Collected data
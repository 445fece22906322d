use serde::{Deserialize, Serialize};

/// One entry of the chat transcript.
#[derive(Debug, Clone, Serialize, Deserialize, PartialEq, Eq)]
pub struct ChatMessage {
    /// The message text.
    pub text: String,

    /// True when the user typed the message, false for chatbot output.
    pub is_user: bool,
}

impl ChatMessage {
    /// A message typed by the user.
    pub fn user(text: impl Into<String>) -> Self {
        Self {
            text: text.into(),
            is_user: true,
        }
    }

    /// A message produced by the chatbot (or on its behalf).
    pub fn bot(text: impl Into<String>) -> Self {
        Self {
            text: text.into(),
            is_user: false,
        }
    }
}
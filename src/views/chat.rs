use crate::client::QaApi;
use crate::error::Result;
use crate::observability::{CHAT_FAILURES, CHAT_QUESTIONS};
use crate::render::{Notification, Renderer};
use crate::request_state::RequestState;
use crate::session::SessionStore;
use crate::types::{ChatMessage, Source};

/// Notification shown when a question could not be answered.
pub const CHAT_ERROR: &str = "Error processing your request. Please try again.";
/// Transcript entry appended in place of an answer when a question fails.
pub const CHAT_FALLBACK: &str = "Sorry, there was an error processing your request.";

/// Chat transcript and the sources of the most recent answer.
pub struct ChatView<'a> {
    api: &'a dyn QaApi,
    session: &'a SessionStore,
    messages: Vec<ChatMessage>,
    sources: Vec<Source>,
    state: RequestState<()>,
}

impl<'a> ChatView<'a> {
    /// Creates an empty chat view.
    pub fn new(api: &'a dyn QaApi, session: &'a SessionStore) -> Self {
        Self {
            api,
            session,
            messages: Vec::new(),
            sources: Vec::new(),
            state: RequestState::Idle,
        }
    }

    /// The transcript, oldest first.
    pub fn messages(&self) -> &[ChatMessage] {
        &self.messages
    }

    /// Sources of the most recent successful answer.
    pub fn sources(&self) -> &[Source] {
        &self.sources
    }

    /// State of the most recent question.
    pub fn state(&self) -> &RequestState<()> {
        &self.state
    }

    /// True while a question is awaiting its answer.
    pub fn is_sending(&self) -> bool {
        self.state.is_loading()
    }

    /// Empty the transcript and forget the sources.
    pub fn clear(&mut self) {
        self.messages.clear();
        self.sources.clear();
        self.state = RequestState::Idle;
    }

    /// Ask `input` and record the exchange in the transcript.
    ///
    /// Blank input, or input submitted while another question is in flight,
    /// is ignored.  Cancelling the returned future abandons the question and
    /// leaves the view ready for the next one.  On failure the transcript gets [`CHAT_FALLBACK`], the
    /// renderer gets exactly one [`CHAT_ERROR`] notification, and the error
    /// is returned.  The session is never modified.
    pub async fn submit(&mut self, input: &str, renderer: &mut dyn Renderer) -> Result<()> {
        let question = input.trim();
        if question.is_empty() || self.is_sending() {
            return Ok(());
        }

        self.messages.push(ChatMessage::user(question));
        let request = self.state.begin();
        CHAT_QUESTIONS.click();

        let outcome = match self.session.require_token() {
            Ok(token) => self.api.ask(&token, question).await,
            Err(err) => Err(err),
        };
        match outcome {
            Ok(reply) => {
                let answer = ChatMessage::bot(reply.answer);
                renderer.print_message(&answer);
                renderer.print_sources(&reply.sources);
                self.messages.push(answer);
                self.sources = reply.sources;
                request.succeed(());
                Ok(())
            }
            Err(err) => {
                CHAT_FAILURES.click();
                tracing::error!(error = %err, "chat request failed");
                renderer.notify(&Notification::error(CHAT_ERROR));
                let apology = ChatMessage::bot(CHAT_FALLBACK);
                renderer.print_message(&apology);
                self.messages.push(apology);
                request.fail(CHAT_ERROR);
                Err(err)
            }
        }
    }
}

### [Exercise directions]
The first line of the records and every line down to the line with "use crate::client::QaApi;" must be quoted exactly; leave out all else.

### [Expected output]
repository 445fece22906322d
use serde::{Deserialize, Serialize};

/// One entry of the chat transcript.
#[derive(Debug, Clone, Serialize, Deserialize, PartialEq, Eq)]
pub struct ChatMessage {
    /// The message text.
    pub text: String,

    /// True when the user typed the message, false for chatbot output.
    pub is_user: bool,
}

impl ChatMessage {
    /// A message typed by the user.
    pub fn user(text: impl Into<String>) -> Self {
        Self {
            text: text.into(),
            is_user: true,
        }
    }

    /// A message produced by the chatbot (or on its behalf).
    pub fn bot(text: impl Into<String>) -> Self {
        Self {
            text: text.into(),
            is_user: false,
        }
    }
}
filename src/views/chat.rs
use crate::client::QaApi;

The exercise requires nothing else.